Air Framework provides AirDI, a lightweight and powerful service locator for managing your application’s dependencies.

You usually register services during the onBind phase of your module.

@override
void onBind(AirDI di) {
// 1. Singleton - created immediately
di.register<AuthService>(AuthServiceImpl());
// 2. Lazy Singleton - created on first access (Recommended)
di.registerLazySingleton<ApiClient>(() => ApiClient());
// 3. Factory - new instance every time
di.registerFactory<Logger>(() => Logger());
}

Retrieve services anywhere in your code using AirDI().get<T>().

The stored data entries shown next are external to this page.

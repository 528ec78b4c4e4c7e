use serde::Serialize;
use utoipa::ToSchema;

/// Simple health response returned by the `/healthcheck` route.
#[derive(Debug, Serialize, ToSchema)]
pub struct HealthResponse {
    /// Health status, always "ok" while the process serves requests.
    pub status: String,
    /// Number of sessions currently registered.
    pub sessions: usize,
}

impl HealthResponse {
    /// Create a health response indicating the system is operational.
    pub fn ok(sessions: usize) -> Self {
        Self {
            status: "ok".to_string(),
            sessions,
        }
    }
}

final authService = AirDI().get<AuthService>();
// Safe retrieval (returns null if not found)
final analytics = AirDI().tryGet<AnalyticsService>();

Since AirDI registration in onBind is synchronous, some services (like SharedPreferences or database drivers) that require await cannot be fully initialized during registration.

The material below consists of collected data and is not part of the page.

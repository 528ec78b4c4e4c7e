use utoipa::OpenApi;

#[derive(OpenApi)]
/// Aggregated OpenAPI specification for Chess Relay.
#[openapi(
    paths(
        crate::routes::health::healthcheck,
        crate::routes::websocket::ws_handler,
    ),
    components(
        schemas(
            crate::dto::health::HealthResponse,
            crate::dto::ws::ClientEnvelope,
            crate::dto::ws::SessionAck,
            crate::dto::ws::AckStatus,
            crate::dto::ws::GameStateMessage,
            crate::dto::ws::ErrorMessage,
            crate::dto::phase::GameStatus,
            crate::state::color::Color,
        )
    ),
    tags(
        (name = "health", description = "Health check endpoints"),
        (name = "players", description = "WebSocket game protocol for players"),
    )
)]
pub struct ApiDoc;

#[cfg(test)]
mod tests {
    use super::*;

    #[test]
    fn document_lists_player_and_health_routes() {
        let doc = ApiDoc::openapi();
        assert!(doc.paths.paths.contains_key("/ws"));
        assert!(doc.paths.paths.contains_key("/healthcheck"));

        let schemas = doc.components.expect("components").schemas;
        for name in ["ClientEnvelope", "SessionAck", "GameStateMessage", "ErrorMessage"] {
            assert!(schemas.contains_key(name), "missing schema {name}");
        }
    }
}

The recommended pattern is to record the dependency in onBind and perform the actual initialization in the module’s onInit method.

class StorageModule extends AppModule {
@override
void onBind(AirDI di) {
// 1. Register lazily. The instance isn't created yet.
di.registerLazySingleton<StorageService>(() => StorageServiceImpl());
}
@override
Future<void> onInit(AirDI di) async {
// 2. Perform the async work here.
// By getting the service, it is instantiated and we can await its init.
final storage = di.get<StorageService>();
await storage.init();
print("Storage initialized successfully");
}
}

This ensures that the module is only considered “Ready” once onInit completes, preventing other modules from using a non-initialized service.

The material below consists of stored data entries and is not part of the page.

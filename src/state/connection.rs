use std::{fmt, time::Duration};

use axum::extract::ws::Message;
use serde::Serialize;
use thiserror::Error;
use tokio::sync::mpsc::{self, error::SendTimeoutError};
use tracing::warn;
use uuid::Uuid;

/// Stable identity of one client connection.
#[derive(Debug, Clone, Copy, PartialEq, Eq, Hash)]
pub struct ConnectionId(Uuid);

impl ConnectionId {
    fn new() -> Self {
        Self(Uuid::new_v4())
    }
}

impl fmt::Display for ConnectionId {
    fn fmt(&self, f: &mut fmt::Formatter<'_>) -> fmt::Result {
        self.0.fmt(f)
    }
}

/// Transport failure while queueing an outbound frame.
#[derive(Debug, Clone, Copy, PartialEq, Eq, Error)]
pub enum SendError {
    /// Writer task is gone; the socket is closed or failed.
    #[error("connection closed")]
    Closed,
    /// Outbound queue stayed full for longer than the write deadline.
    #[error("write deadline exceeded")]
    Timeout,
}

/// Handle used to push frames to a connected client.
///
/// The handle is owned by the connection's read loop; sessions only hold clones of it.
/// Dropping a clone never closes the socket.
#[derive(Debug, Clone)]
pub struct Connection {
    id: ConnectionId,
    tx: mpsc::Sender<Message>,
    write_timeout: Duration,
}

impl Connection {
    /// Wrap the sending half of a connection's outbound queue.
    pub fn new(tx: mpsc::Sender<Message>, write_timeout: Duration) -> Self {
        Self {
            id: ConnectionId::new(),
            tx,
            write_timeout,
        }
    }

    /// Identity of this connection.
    pub fn id(&self) -> ConnectionId {
        self.id
    }

    /// Serialize `value` as JSON and queue it as a text frame.
    ///
    /// Serialization failures are logged and swallowed; only transport failures are returned.
    pub async fn send<T>(&self, value: &T) -> Result<(), SendError>
    where
        T: ?Sized + Serialize + fmt::Debug,
    {
        let payload = match serde_json::to_string(value) {
            Ok(payload) => payload,
            Err(err) => {
                warn!(conn = %self.id, error = %err, "failed to serialize message `{value:?}`");
                return Ok(());
            }
        };

        self.send_raw(Message::Text(payload.into())).await
    }

    /// Queue a raw frame, waiting at most the write deadline for queue capacity.
    pub async fn send_raw(&self, message: Message) -> Result<(), SendError> {
        self.tx
            .send_timeout(message, self.write_timeout)
            .await
            .map_err(|err| match err {
                SendTimeoutError::Timeout(_) => SendError::Timeout,
                SendTimeoutError::Closed(_) => SendError::Closed,
            })
    }

    /// Resolve once the writer side of this connection has shut down.
    pub async fn closed(&self) {
        self.tx.closed().await
    }
}

#[cfg(test)]
mod tests {
    use super::*;

    #[tokio::test]
    async fn send_queues_json_text_frame() {
        let (tx, mut rx) = mpsc::channel(4);
        let connection = Connection::new(tx, Duration::from_millis(50));

        connection
            .send(&serde_json::json!({"status": "ongoing"}))
            .await
            .unwrap();

        match rx.recv().await {
            Some(Message::Text(text)) => assert_eq!(text.as_str(), r#"{"status":"ongoing"}"#),
            other => panic!("unexpected frame: {other:?}"),
        }
    }

    #[tokio::test]
    async fn full_queue_hits_write_deadline() {
        let (tx, _rx) = mpsc::channel(1);
        let connection = Connection::new(tx, Duration::from_millis(20));

        connection.send_raw(Message::Ping(Vec::new().into())).await.unwrap();
        let err = connection
            .send_raw(Message::Ping(Vec::new().into()))
            .await
            .unwrap_err();
        assert_eq!(err, SendError::Timeout);
    }

    #[tokio::test]
    async fn dropped_writer_reports_closed() {
        let (tx, rx) = mpsc::channel(1);
        let connection = Connection::new(tx, Duration::from_millis(20));
        drop(rx);

        assert_eq!(
            connection.send(&"hello").await.unwrap_err(),
            SendError::Closed
        );
        connection.closed().await;
    }

    #[test]
    fn clones_share_identity() {
        let (tx, _rx) = mpsc::channel(1);
        let connection = Connection::new(tx.clone(), Duration::from_millis(20));
        let other = Connection::new(tx, Duration::from_millis(20));
        assert_eq!(connection.clone().id(), connection.id());
        assert_ne!(connection.id(), other.id());
    }
}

To support modular unregistration and security, you can specify which module owns a dependency.

di.register<PaymentService>(
PaymentServiceImpl(),
moduleId: 'payments', // Ownership
);

When a module is unregistered, the framework can automatically clean up all dependencies owned by it:

di.unregisterModule('payments');

For a cleaner code style, Air Framework supports automatic dependency injection via annotations when using the code generator.

Instead of manually calling AirDI().get<T>(), you can annotate your fields with @Inject().

class MyService {
@Inject()
late AuthService authService;
@Inject('custom_api_key')
late ApiClient api;
void performAction() {
// authService is already injected and ready to use
authService.login(...);
}
}

The air_generator processes these annotations and generates the code necessary to resolve these dependencies from AirDI during the object’s initialization.


By default, trying to register the same type twice will throw an error to prevent accidental overwrites. In testing scenarios, you can explicitly allow overwrites:

AirDI().register<AuthService>(MockAuth(), allowOverwrite: true);

You can inspect the state of the DI container at any time:

  • AirDI().debugRegisteredTypes: List of all registered types.
  • AirDI().debugRegistrationInfo: Map of types and their owners.